This has also created a new set of potential security and business continuity vulnerabilities. Over the last four years, cyber threats have been ranked as the top risk facing UK businesses by the Allianz Risk Barometer.

Any company holding data, or reliant on digital services, can be affected by cyber criminals, even if they aren’t targeted directly. Loss of data can happen all too easily – causing wide-reaching and highly damaging consequences.

Physical risks are also relevant in ensuring a robust cyber infrastructure. Power surgesfire, water and impacts can all cause damage and create difficulties for the organisation. Additionally, theft can be a problem. Not only the cost to replace equipment, but also losing work in progress, not to mention the legal, financial and reputational implications if sensitive information falls into the wrong hands.
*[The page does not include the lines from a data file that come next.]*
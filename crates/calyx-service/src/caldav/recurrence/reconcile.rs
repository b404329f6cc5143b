//! Diffing a fresh occurrence set against stored instances.
//!
//! Instances and overrides are matched by recurrence-id only, never by position.

use std::collections::{BTreeMap, HashSet};

use serde::Serialize;

use calyx_rfc::rfc::ical::core::RecurrenceId;

use super::basis::RecurrenceIdForm;
use crate::caldav::model::{MasterId, OccurrencePeriod, Override, RecurrenceInstance};
use crate::caldav::notify::{ChangeKind, InstanceChange};

/// Why a pending override was not attached.
#[derive(Debug, Clone, Copy, PartialEq, Eq, Hash, Serialize)]
#[serde(rename_all = "snake_case")]
pub enum InvalidOverrideReason {
    /// No produced occurrence has this recurrence-id.
    NoSuchOccurrence,
    /// An earlier pending override already claimed this recurrence-id.
    Duplicate,
}

/// A pending override reported back instead of applied.
#[derive(Debug, Clone, PartialEq, Eq, Serialize)]
pub struct InvalidOverride {
    pub recurrence_id: RecurrenceId,
    pub reason: InvalidOverrideReason,
}

/// Deltas that turn the stored instances into the fresh occurrence set.
#[derive(Debug, Clone, PartialEq, Eq)]
pub struct Reconciliation {
    pub master_id: MasterId,
    pub to_add: Vec<RecurrenceInstance>,
    /// Replacement records, carrying their override.
    pub to_update: Vec<RecurrenceInstance>,
    /// Removed instances as they were stored, override included.
    pub to_remove: Vec<RecurrenceInstance>,
    pub invalid_overrides: Vec<InvalidOverride>,
}

impl Reconciliation {
    #[must_use]
    pub fn is_empty(&self) -> bool {
        self.to_add.is_empty() && self.to_update.is_empty() && self.to_remove.is_empty()
    }

    /// Overrides dropped together with their instance.
    pub fn removed_overrides(&self) -> impl Iterator<Item = &Override> {
        self.to_remove
            .iter()
            .filter_map(|instance| instance.overrides.as_ref())
    }

    /// One notification per added, updated and removed instance.
    #[must_use]
    pub fn changes(&self) -> Vec<InstanceChange> {
        let change = |kind, instance: &RecurrenceInstance| InstanceChange {
            kind,
            master_id: self.master_id,
            recurrence_id: instance.recurrence_id.clone(),
        };

        self.to_add
            .iter()
            .map(|instance| change(ChangeKind::Added, instance))
            .chain(
                self.to_update
                    .iter()
                    .map(|instance| change(ChangeKind::Updated, instance)),
            )
            .chain(
                self.to_remove
                    .iter()
                    .map(|instance| change(ChangeKind::Removed, instance)),
            )
            .collect()
    }
}

/// ## Summary
/// Computes the add / update / remove deltas for `master_id`.
///
/// - an existing instance whose recurrence-id is not produced any more is
///   removed, its override with it
/// - an existing instance whose period moved is updated, override kept
/// - every produced recurrence-id without an instance is added
/// - a pending override attaches to the added or surviving instance with its
///   recurrence-id (replacing any previous override); otherwise it is reported
///   in `invalid_overrides`
///
/// `new_periods` must have unique starts.
#[tracing::instrument(skip_all, fields(master_id = %master_id, periods = new_periods.len()))]
pub fn reconcile(
    master_id: MasterId,
    new_periods: &[OccurrencePeriod],
    form: RecurrenceIdForm,
    existing: &[RecurrenceInstance],
    pending: Vec<Override>,
) -> Reconciliation {
    let mut fresh: BTreeMap<RecurrenceId, OccurrencePeriod> = new_periods
        .iter()
        .map(|period| (form.key(period.start), *period))
        .collect();

    let mut invalid_overrides = Vec::new();
    let mut pending_by_rid: BTreeMap<RecurrenceId, Override> = BTreeMap::new();
    for item in pending {
        if pending_by_rid.contains_key(&item.recurrence_id) {
            invalid_overrides.push(InvalidOverride {
                recurrence_id: item.recurrence_id,
                reason: InvalidOverrideReason::Duplicate,
            });
        } else {
            pending_by_rid.insert(item.recurrence_id.clone(), item);
        }
    }

    let mut to_update = Vec::new();
    let mut to_remove = Vec::new();
    let mut seen = HashSet::new();

    for instance in existing {
        seen.insert(&instance.recurrence_id);
        let Some(period) = fresh.remove(&instance.recurrence_id) else {
            to_remove.push(instance.clone());
            continue;
        };

        let replacement = pending_by_rid.remove(&instance.recurrence_id);
        let moved = instance.period() != period;
        if !moved && replacement.is_none() {
            continue;
        }

        to_update.push(RecurrenceInstance {
            master_id,
            recurrence_id: instance.recurrence_id.clone(),
            start: period.start,
            end: period.end,
            overrides: replacement.or_else(|| instance.overrides.clone()),
        });
    }

    let to_add: Vec<RecurrenceInstance> = fresh
        .into_iter()
        .map(|(recurrence_id, period)| RecurrenceInstance {
            master_id,
            overrides: pending_by_rid.remove(&recurrence_id),
            recurrence_id,
            start: period.start,
            end: period.end,
        })
        .collect();

    for (recurrence_id, _) in pending_by_rid {
        tracing::warn!(%recurrence_id, removed = seen.contains(&recurrence_id), "Override matches no occurrence");
        invalid_overrides.push(InvalidOverride {
            recurrence_id,
            reason: InvalidOverrideReason::NoSuchOccurrence,
        });
    }

    tracing::debug!(
        added = to_add.len(),
        updated = to_update.len(),
        removed = to_remove.len(),
        invalid = invalid_overrides.len(),
        "Reconciled instances"
    );

    Reconciliation {
        master_id,
        to_add,
        to_update,
        to_remove,
        invalid_overrides,
    }
}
  • Ensure that your processes and defences meet the standards needed to comply with the Data Protection Act, including the changes enacted by the integration of the General Data Protection Regulation into UK legislation in May 2018.
  • Make sure all IT passwords are changed within appropriate timeframes, are at least eight characters in length, and that they contain a combination of alpha, numeric and special characters.
  • Consider restricting information, websites and programs that can be accessed using your organisation’s equipment and internet connection. Only relax restrictions where it’s necessary, so an employee can do their job (e.g. social media for marketing).
  • Review how employees working remotely and outside organisations access your systems.
  • Provide information and regular training so employees and others who access your IT systems understand how a business can become the victim of a cyber-attack.
  • Use a reliable spam filtering service and educate employees so they recognise and don’t open emails that could be malicious.
  • Have a procedure in place ensuring access rights are promptly deleted when an employee leaves the business, an outside organisation no longer needs the access or if a connected device is lost or stolen.
  • Encrypt all drives, especially portable devices, so only authorised personnel can read the data within.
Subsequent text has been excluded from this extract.